● **YOUR GOAL**: Reproduce exactly, and nothing but, the lines between the one with "pub const SETTINGS: &str" and the end of the entries, both ends included.

● **Collected data**:
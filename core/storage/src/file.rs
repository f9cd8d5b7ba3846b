//! File-backed key/value store.

use async_trait::async_trait;
use std::path::{Path, PathBuf};
use tokio::fs;

use crate::kv::KvStore;
use devtasks_common::{Error, Result};

/// File-backed store: one file per slot under a root directory.
///
/// Writes go to a temp file first and are renamed into place, so a reader
/// never observes a partially-written slot.
pub struct FileKv {
    root: PathBuf,
}

impl FileKv {
    /// Create a store rooted at the given directory.
    ///
    /// The directory is created if it does not exist.
    pub fn new(root: impl AsRef<Path>) -> Result<Self> {
        let root = root.as_ref().to_path_buf();
        if !root.exists() {
            std::fs::create_dir_all(&root)?;
        }
        Ok(Self { root })
    }

    fn slot_path(&self, slot: &str) -> PathBuf {
        self.root.join(format!("{slot}.json"))
    }
}

#[async_trait]
impl KvStore for FileKv {
    fn name(&self) -> &str {
        "file"
    }

    async fn get(&self, slot: &str) -> Result<Option<String>> {
        let path = self.slot_path(slot);
        match fs::read_to_string(&path).await {
            Ok(value) => Ok(Some(value)),
            Err(e) if e.kind() == std::io::ErrorKind::NotFound => Ok(None),
            Err(e) => Err(Error::Io(e)),
        }
    }

    async fn set(&self, slot: &str, value: String) -> Result<()> {
        let path = self.slot_path(slot);
        let tmp = self.root.join(format!("{slot}.json.tmp"));
        fs::write(&tmp, value).await?;
        fs::rename(&tmp, &path).await?;
        Ok(())
    }

    async fn remove(&self, slot: &str) -> Result<()> {
        let path = self.slot_path(slot);
        match fs::remove_file(&path).await {
            Ok(()) => Ok(()),
            Err(e) if e.kind() == std::io::ErrorKind::NotFound => Ok(()),
            Err(e) => Err(Error::Io(e)),
        }
    }
}
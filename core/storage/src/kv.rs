//! Durable key/value slot contract.

use async_trait::async_trait;

use devtasks_common::Result;

/// Well-known slot names.
pub mod slots {
    /// Local task collection.
    pub const TASKS: &str = "tasks";
    /// Project list.
    pub const PROJECTS: &str = "projects";
    /// Pending-operation queue.
    pub const SYNC_QUEUE: &str = "sync_queue";
    /// Onboarding-completed flag.
    pub const ONBOARDING: &str = "onboarding_complete";
    /// Opaque settings blob.
    pub const SETTINGS: &str = "settings";
}

/// Durable key/value store for named slots.
///
/// Values are opaque strings (JSON blobs in practice). Implementations must
/// make `set` atomic with respect to readers: a `get` never observes a
/// partially-written value.
#[async_trait]
pub trait KvStore: Send + Sync {
    /// Get the backend name (e.g. "file", "memory").
    fn name(&self) -> &str;

    /// Read a slot. Returns `None` if the slot has never been written.
    async fn get(&self, slot: &str) -> Result<Option<String>>;

    /// Write a slot, replacing any previous value.
    async fn set(&self, slot: &str, value: String) -> Result<()>;

    /// Delete a slot. Removing an absent slot is not an error.
    async fn remove(&self, slot: &str) -> Result<()>;
}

● **YOUR RESPONSE**:
    pub const SETTINGS: &str = "settings";
}

/// Durable key/value store for named slots.
///
/// Values are opaque strings (JSON blobs in practice). Implementations must
/// make `set` atomic with respect to readers: a `get` never observes a
/// partially-written value.
#[async_trait]
pub trait KvStore: Send + Sync {
    /// Get the backend name (e.g. "file", "memory").
    fn name(&self) -> &str;

    /// Read a slot. Returns `None` if the slot has never been written.
    async fn get(&self, slot: &str) -> Result<Option<String>>;

    /// Write a slot, replacing any previous value.
    async fn set(&self, slot: &str, value: String) -> Result<()>;

    /// Delete a slot. Removing an absent slot is not an error.
    async fn remove(&self, slot: &str) -> Result<()>;
}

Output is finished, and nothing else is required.